Your instructions:
Every line of the data should be output word for word.

Saved entries:
━━━━━━━━

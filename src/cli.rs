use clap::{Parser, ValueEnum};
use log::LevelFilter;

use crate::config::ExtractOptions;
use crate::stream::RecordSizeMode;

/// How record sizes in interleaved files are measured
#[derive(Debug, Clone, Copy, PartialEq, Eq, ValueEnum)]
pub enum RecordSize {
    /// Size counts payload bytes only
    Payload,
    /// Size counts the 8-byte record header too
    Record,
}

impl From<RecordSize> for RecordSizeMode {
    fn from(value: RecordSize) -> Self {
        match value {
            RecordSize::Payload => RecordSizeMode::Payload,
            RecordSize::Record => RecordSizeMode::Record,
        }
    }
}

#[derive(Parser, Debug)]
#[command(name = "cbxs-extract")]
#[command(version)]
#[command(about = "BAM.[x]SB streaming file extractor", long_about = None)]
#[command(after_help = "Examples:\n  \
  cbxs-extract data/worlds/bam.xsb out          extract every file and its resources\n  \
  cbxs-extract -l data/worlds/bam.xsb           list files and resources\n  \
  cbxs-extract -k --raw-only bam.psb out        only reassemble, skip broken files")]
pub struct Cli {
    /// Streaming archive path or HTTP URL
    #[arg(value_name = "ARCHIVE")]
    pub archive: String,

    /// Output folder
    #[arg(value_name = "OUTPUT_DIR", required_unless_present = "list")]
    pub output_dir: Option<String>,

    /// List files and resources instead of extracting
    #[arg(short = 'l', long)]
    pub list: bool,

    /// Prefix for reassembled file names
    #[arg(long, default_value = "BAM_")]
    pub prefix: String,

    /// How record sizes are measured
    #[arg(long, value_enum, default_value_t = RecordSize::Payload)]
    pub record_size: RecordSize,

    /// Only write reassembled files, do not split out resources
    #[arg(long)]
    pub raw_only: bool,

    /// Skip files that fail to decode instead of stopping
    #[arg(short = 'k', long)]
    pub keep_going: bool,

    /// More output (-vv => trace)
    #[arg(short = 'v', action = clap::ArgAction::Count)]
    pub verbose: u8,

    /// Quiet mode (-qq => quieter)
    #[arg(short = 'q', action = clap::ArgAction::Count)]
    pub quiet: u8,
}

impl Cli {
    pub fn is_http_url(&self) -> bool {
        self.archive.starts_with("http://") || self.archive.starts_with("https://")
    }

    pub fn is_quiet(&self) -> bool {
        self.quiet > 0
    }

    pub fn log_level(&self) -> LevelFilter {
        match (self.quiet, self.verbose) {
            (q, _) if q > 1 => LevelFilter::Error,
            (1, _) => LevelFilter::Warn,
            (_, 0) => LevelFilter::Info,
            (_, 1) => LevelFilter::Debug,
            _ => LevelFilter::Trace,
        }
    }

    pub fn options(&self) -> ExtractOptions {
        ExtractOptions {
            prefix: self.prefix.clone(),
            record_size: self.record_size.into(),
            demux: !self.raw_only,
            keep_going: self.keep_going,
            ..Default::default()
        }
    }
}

━━━━━━━━

Your response:
filename src/cli.rs
use clap::{Parser, ValueEnum};
use log::LevelFilter;

use crate::config::ExtractOptions;
use crate::stream::RecordSizeMode;

/// How record sizes in interleaved files are measured
#[derive(Debug, Clone, Copy, PartialEq, Eq, ValueEnum)]
pub enum RecordSize {
    /// Size counts payload bytes only
    Payload,
    /// Size counts the 8-byte record header too
    Record,
}

impl From<RecordSize> for RecordSizeMode {
    fn from(value: RecordSize) -> Self {
        match value {
            RecordSize::Payload => RecordSizeMode::Payload,
            RecordSize::Record => RecordSizeMode::Record,
        }
    }
}

#[derive(Parser, Debug)]
#[command(name = "cbxs-extract")]
#[command(version)]
#[command(about = "BAM.[x]SB streaming file extractor", long_about = None)]
#[command(after_help = "Examples:\n  \
  cbxs-extract data/worlds/bam.xsb out          extract every file and its resources\n  \
  cbxs-extract -l data/worlds/bam.xsb           list files and resources\n  \
  cbxs-extract -k --raw-only bam.psb out        only reassemble, skip broken files")]
pub struct Cli {
    /// Streaming archive path or HTTP URL
    #[arg(value_name = "ARCHIVE")]
    pub archive: String,

    /// Output folder
    #[arg(value_name = "OUTPUT_DIR", required_unless_present = "list")]
    pub output_dir: Option<String>,

    /// List files and resources instead of extracting
    #[arg(short = 'l', long)]
    pub list: bool,

    /// Prefix for reassembled file names
    #[arg(long, default_value = "BAM_")]
    pub prefix: String,

    /// How record sizes are measured
    #[arg(long, value_enum, default_value_t = RecordSize::Payload)]
    pub record_size: RecordSize,

    /// Only write reassembled files, do not split out resources
    #[arg(long)]
    pub raw_only: bool,

    /// Skip files that fail to decode instead of stopping
    #[arg(short = 'k', long)]
    pub keep_going: bool,

    /// More output (-vv => trace)
    #[arg(short = 'v', action = clap::ArgAction::Count)]
    pub verbose: u8,

    /// Quiet mode (-qq => quieter)
    #[arg(short = 'q', action = clap::ArgAction::Count)]
    pub quiet: u8,
}

impl Cli {
    pub fn is_http_url(&self) -> bool {
        self.archive.starts_with("http://") || self.archive.starts_with("https://")
    }

    pub fn is_quiet(&self) -> bool {
        self.quiet > 0
    }

    pub fn log_level(&self) -> LevelFilter {
        match (self.quiet, self.verbose) {
            (q, _) if q > 1 => LevelFilter::Error,
            (1, _) => LevelFilter::Warn,
            (_, 0) => LevelFilter::Info,
            (_, 1) => LevelFilter::Debug,
            _ => LevelFilter::Trace,
        }
    }

    pub fn options(&self) -> ExtractOptions {
        ExtractOptions {
            prefix: self.prefix.clone(),
            record_size: self.record_size.into(),
            demux: !self.raw_only,
            keep_going: self.keep_going,
            ..Default::default()
        }
    }
}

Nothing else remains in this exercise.